I’m drawing a line in the sand and taking a side. And I want you to join me.
Over 2 months ago, a divided battle raged within our nation’s legislative chambers. While debate on the Senate floor is typically distorted by hyperbolic rhetoric that covers every tiny nuance of foreign policy, economic ideology, and military defense, the issue at hand seemed to be quite simple in comparison:
“Do we care about women?”
It perplexed me to see our nation’s legislative representatives come within a few votes of answering that question with a resounding “No.”
As Republicans and Democrats laboriously haggled over dollars and cents while slashing government programs in an attempt to reduce the ever-increasing national debt, there seemed to be a swelling tide of bipartisan craftsmanship. Somehow, the two sides had agreed to cut around $38 billion dollars in government spending. But one provision (or “rider”) to a freshly-inked budget bill was preventing its passage. This rider, sponsored by several Republic legislators and passed in the House, included complete severance of government funding to Planned Parenthood.
The GOP maintained that Planned Parenthood funding needed to be cut because it was an unnecessary form of government spending. While it’s hard to wrap one’s mind around the absurdity of labeling low-cost and accessible reproductive health services as “unnecessary,” the arguments in support of this rider get worse.

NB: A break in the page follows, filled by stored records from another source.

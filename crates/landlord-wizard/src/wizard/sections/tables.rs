use chrono::NaiveDate;
use serde::Serialize;

use super::{RuleContext, SectionDescriptor, SectionId};
use crate::wizard::domain::{Jurisdiction, Product, Route};
use crate::wizard::facts::CaseFacts;

const SECTION_21: &[Route] = &[Route::Section21];
const SECTION_8: &[Route] = &[Route::Section8];
const SECTION_173: &[Route] = &[Route::Section173];
const FAULT_BASED: &[Route] = &[Route::FaultBased];
const NOTICE_TO_LEAVE: &[Route] = &[Route::NoticeToLeave];
const GROUNDS_BASED: &[Route] = &[Route::Section8, Route::FaultBased, Route::NoticeToLeave];
const ENGLAND_AND_WALES: &[Jurisdiction] = &[Jurisdiction::England, Jurisdiction::Wales];

/// Ordered section list for one product in one jurisdiction.
#[derive(Debug, Clone)]
pub struct SectionTable {
    product: Product,
    jurisdiction: Jurisdiction,
    sections: Vec<SectionDescriptor>,
}

/// Result of evaluating one section against the current facts.
#[derive(Debug, Clone, PartialEq, Eq, Serialize)]
pub struct SectionEvaluation {
    pub id: SectionId,
    pub label: &'static str,
    pub visible: bool,
    pub complete: bool,
    pub blockers: Vec<String>,
    pub warnings: Vec<String>,
}

#[derive(Debug, Clone, PartialEq, Eq, Serialize)]
pub struct WizardReport {
    pub product: Product,
    pub jurisdiction: Jurisdiction,
    pub route: Option<Route>,
    pub sections: Vec<SectionEvaluation>,
    pub visible: Vec<SectionId>,
    pub completed: usize,
    pub progress_percent: u8,
}

impl WizardReport {
    pub fn section(&self, id: SectionId) -> Option<&SectionEvaluation> {
        self.sections.iter().find(|section| section.id == id)
    }

    pub fn is_visible(&self, id: SectionId) -> bool {
        self.visible.contains(&id)
    }
}

impl SectionTable {
    pub fn for_product(product: Product, jurisdiction: Jurisdiction) -> Self {
        let sections = match product {
            Product::NoticeOnly => eviction_sections(false),
            Product::CompletePack => eviction_sections(true),
            Product::MoneyClaim => money_claim_sections(),
            Product::TenancyAgreement => tenancy_agreement_sections(),
        };
        Self {
            product,
            jurisdiction,
            sections,
        }
    }

    pub fn product(&self) -> Product {
        self.product
    }

    pub fn jurisdiction(&self) -> Jurisdiction {
        self.jurisdiction
    }

    pub fn descriptors(&self) -> &[SectionDescriptor] {
        &self.sections
    }

    pub fn descriptor(&self, id: SectionId) -> Option<&SectionDescriptor> {
        self.sections.iter().find(|section| section.id == id)
    }

    pub fn context(&self, today: NaiveDate) -> RuleContext {
        RuleContext::new(self.product, self.jurisdiction, today)
    }

    /// Sections the user can currently reach, in table order.
    pub fn visible_sections(&self, facts: &CaseFacts, today: NaiveDate) -> Vec<SectionId> {
        let ctx = self.context(today);
        self.sections
            .iter()
            .filter(|section| section.is_visible(facts, &ctx))
            .map(|section| section.id)
            .collect()
    }

    pub fn is_complete(&self, id: SectionId, facts: &CaseFacts, today: NaiveDate) -> bool {
        let ctx = self.context(today);
        match id {
            SectionId::Review => {
                self.review_blockers(facts, &ctx).is_empty() && self.others_complete(facts, &ctx)
            }
            other => other.is_complete(facts, &ctx),
        }
    }

    pub fn blockers(&self, id: SectionId, facts: &CaseFacts, today: NaiveDate) -> Vec<String> {
        let ctx = self.context(today);
        match id {
            SectionId::Review => self.review_blockers(facts, &ctx),
            other => other.blockers(facts, &ctx),
        }
    }

    pub fn warnings(&self, id: SectionId, facts: &CaseFacts, today: NaiveDate) -> Vec<String> {
        id.warnings(facts, &self.context(today))
    }

    /// Evaluate every section in the table. Rules are re-run on each call.
    pub fn evaluate(&self, facts: &CaseFacts, today: NaiveDate) -> WizardReport {
        let ctx = self.context(today);
        let sections: Vec<SectionEvaluation> = self
            .sections
            .iter()
            .map(|descriptor| {
                let visible = descriptor.is_visible(facts, &ctx);
                let (complete, blockers) = match descriptor.id {
                    SectionId::Review => {
                        let blockers = self.review_blockers(facts, &ctx);
                        (blockers.is_empty() && self.others_complete(facts, &ctx), blockers)
                    }
                    id => (id.is_complete(facts, &ctx), id.blockers(facts, &ctx)),
                };
                SectionEvaluation {
                    id: descriptor.id,
                    label: descriptor.label,
                    visible,
                    complete,
                    blockers,
                    warnings: descriptor.id.warnings(facts, &ctx),
                }
            })
            .collect();

        let visible: Vec<SectionId> = sections
            .iter()
            .filter(|section| section.visible)
            .map(|section| section.id)
            .collect();
        let completed = sections
            .iter()
            .filter(|section| section.visible && section.complete)
            .count();

        WizardReport {
            product: self.product,
            jurisdiction: self.jurisdiction,
            route: ctx.route(facts),
            progress_percent: progress_percent(completed, visible.len()),
            sections,
            visible,
            completed,
        }
    }

    fn others_complete(&self, facts: &CaseFacts, ctx: &RuleContext) -> bool {
        self.sections
            .iter()
            .filter(|section| section.id != SectionId::Review && section.is_visible(facts, ctx))
            .all(|section| section.id.is_complete(facts, ctx))
    }

    /// Review cannot be finished while any earlier visible section is blocked.
    fn review_blockers(&self, facts: &CaseFacts, ctx: &RuleContext) -> Vec<String> {
        self.sections
            .iter()
            .filter(|section| section.id != SectionId::Review && section.is_visible(facts, ctx))
            .flat_map(|section| {
                section
                    .id
                    .blockers(facts, ctx)
                    .into_iter()
                    .map(move |blocker| format!("{}: {blocker}", section.label))
            })
            .collect()
    }
}

pub(crate) fn progress_percent(completed: usize, total: usize) -> u8 {
    if total == 0 {
        return 0;
    }
    let percent = (completed.min(total) * 100) / total;
    u8::try_from(percent).unwrap_or(100)
}

fn eviction_sections(complete_pack: bool) -> Vec<SectionDescriptor> {
    let mut sections = vec![
        SectionDescriptor::new(
            SectionId::CaseBasics,
            "Case basics",
            "Choose the possession route for the property",
        ),
        SectionDescriptor::new(
            SectionId::Parties,
            "Landlord and tenant",
            "Who the notice is between",
        ),
        SectionDescriptor::new(
            SectionId::Property,
            "Property",
            "Address of the let property",
        ),
        SectionDescriptor::new(
            SectionId::Tenancy,
            "Tenancy",
            "Start date, rent and rent frequency",
        ),
        SectionDescriptor::new(
            SectionId::Section21Compliance,
            "Section 21 compliance",
            "Deposit protection and the documents the tenant must have received",
        )
        .for_routes(SECTION_21),
        SectionDescriptor::new(
            SectionId::WalesCompliance,
            "Section 173 compliance",
            "Occupation contract paperwork required before a no-fault notice",
        )
        .for_routes(SECTION_173),
        SectionDescriptor::new(
            SectionId::Section8Grounds,
            "Grounds for possession",
            "Housing Act 1988 grounds and particulars",
        )
        .for_routes(SECTION_8),
        SectionDescriptor::new(
            SectionId::WalesGrounds,
            "Grounds for possession",
            "Renting Homes (Wales) Act 2016 possession grounds",
        )
        .for_routes(FAULT_BASED),
        SectionDescriptor::new(
            SectionId::ScotlandGrounds,
            "Eviction grounds",
            "Private residential tenancy eviction grounds",
        )
        .for_routes(NOTICE_TO_LEAVE),
        SectionDescriptor::new(
            SectionId::Arrears,
            "Rent arrears",
            "Schedule of unpaid rent by period",
        )
        .for_routes(GROUNDS_BASED),
        SectionDescriptor::new(
            SectionId::Notice,
            "Notice details",
            "Service date, method and expiry",
        )
        .for_routes(&Route::ALL),
    ];

    if complete_pack {
        sections.push(
            SectionDescriptor::new(
                SectionId::Evidence,
                "Evidence",
                "Documents supporting the claim",
            )
            .in_jurisdictions(ENGLAND_AND_WALES),
        );
        sections.push(
            SectionDescriptor::new(SectionId::Court, "Court", "County court hearing centre")
                .in_jurisdictions(ENGLAND_AND_WALES),
        );
    }

    sections.push(SectionDescriptor::new(
        SectionId::Review,
        "Review",
        "Check answers before generating documents",
    ));

    // until a route is chosen only case basics is shown
    for section in sections.iter_mut() {
        if section.id != SectionId::CaseBasics && section.routes.is_none() {
            section.routes = Some(&Route::ALL);
        }
    }
    sections
}

fn money_claim_sections() -> Vec<SectionDescriptor> {
    vec![
        SectionDescriptor::new(
            SectionId::Claimant,
            "Claimant",
            "The landlord making the claim",
        ),
        SectionDescriptor::new(
            SectionId::Defendant,
            "Defendant",
            "The tenant and their current address",
        ),
        SectionDescriptor::new(
            SectionId::Property,
            "Property",
            "Address of the let property",
        ),
        SectionDescriptor::new(
            SectionId::Tenancy,
            "Tenancy",
            "Start date, rent and rent frequency",
        ),
        SectionDescriptor::new(
            SectionId::ClaimType,
            "What you are claiming",
            "Rent arrears, damages and other charges",
        ),
        SectionDescriptor::new(
            SectionId::Arrears,
            "Rent arrears",
            "Schedule of unpaid rent by period",
        ),
        SectionDescriptor::new(
            SectionId::Damages,
            "Damages",
            "Damage to the property beyond fair wear and tear",
        ),
        SectionDescriptor::new(
            SectionId::OtherCharges,
            "Other charges",
            "Other sums due under the tenancy",
        ),
        SectionDescriptor::new(
            SectionId::PreAction,
            "Pre-action steps",
            "Letter before claim and response period",
        )
        .in_jurisdictions(ENGLAND_AND_WALES),
        SectionDescriptor::new(
            SectionId::Evidence,
            "Evidence",
            "Documents supporting the claim",
        ),
        SectionDescriptor::new(
            SectionId::Court,
            "Court",
            "Court the claim will be issued in",
        ),
        SectionDescriptor::new(
            SectionId::Review,
            "Review",
            "Check answers before generating documents",
        ),
    ]
}

fn tenancy_agreement_sections() -> Vec<SectionDescriptor> {
    vec![
        SectionDescriptor::new(
            SectionId::Parties,
            "Landlord and tenant",
            "Parties to the agreement",
        ),
        SectionDescriptor::new(
            SectionId::Property,
            "Property",
            "Address of the let property",
        ),
        SectionDescriptor::new(
            SectionId::Tenancy,
            "Tenancy",
            "Start date, rent and rent frequency",
        ),
        SectionDescriptor::new(
            SectionId::Deposit,
            "Deposit",
            "Deposit amount and protection scheme",
        ),
        SectionDescriptor::new(
            SectionId::Review,
            "Review",
            "Check answers before generating documents",
        ),
    ]
}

The most nebulous argument for cutting government funding to Planned Parenthood targeted the organization’s abortion services. Some lawmakers overshot hyperbole and simply lied on the Senate floor in a shameless attempt to invoke sociocultural-religious ideologies of the American public. The most brilliantly disgusting example of this fiction came from Senator Jon Kyl (R-AZ), who claimed that abortion is “well over 90 percent of what Planned Parenthood does.”
In reality, abortion encompasses 3 percent of Planned Parenthood’s services. The bulk of the organization’s activities and funding are centered around cancer screening and prevention, STI testing and treatment, and education/contraception.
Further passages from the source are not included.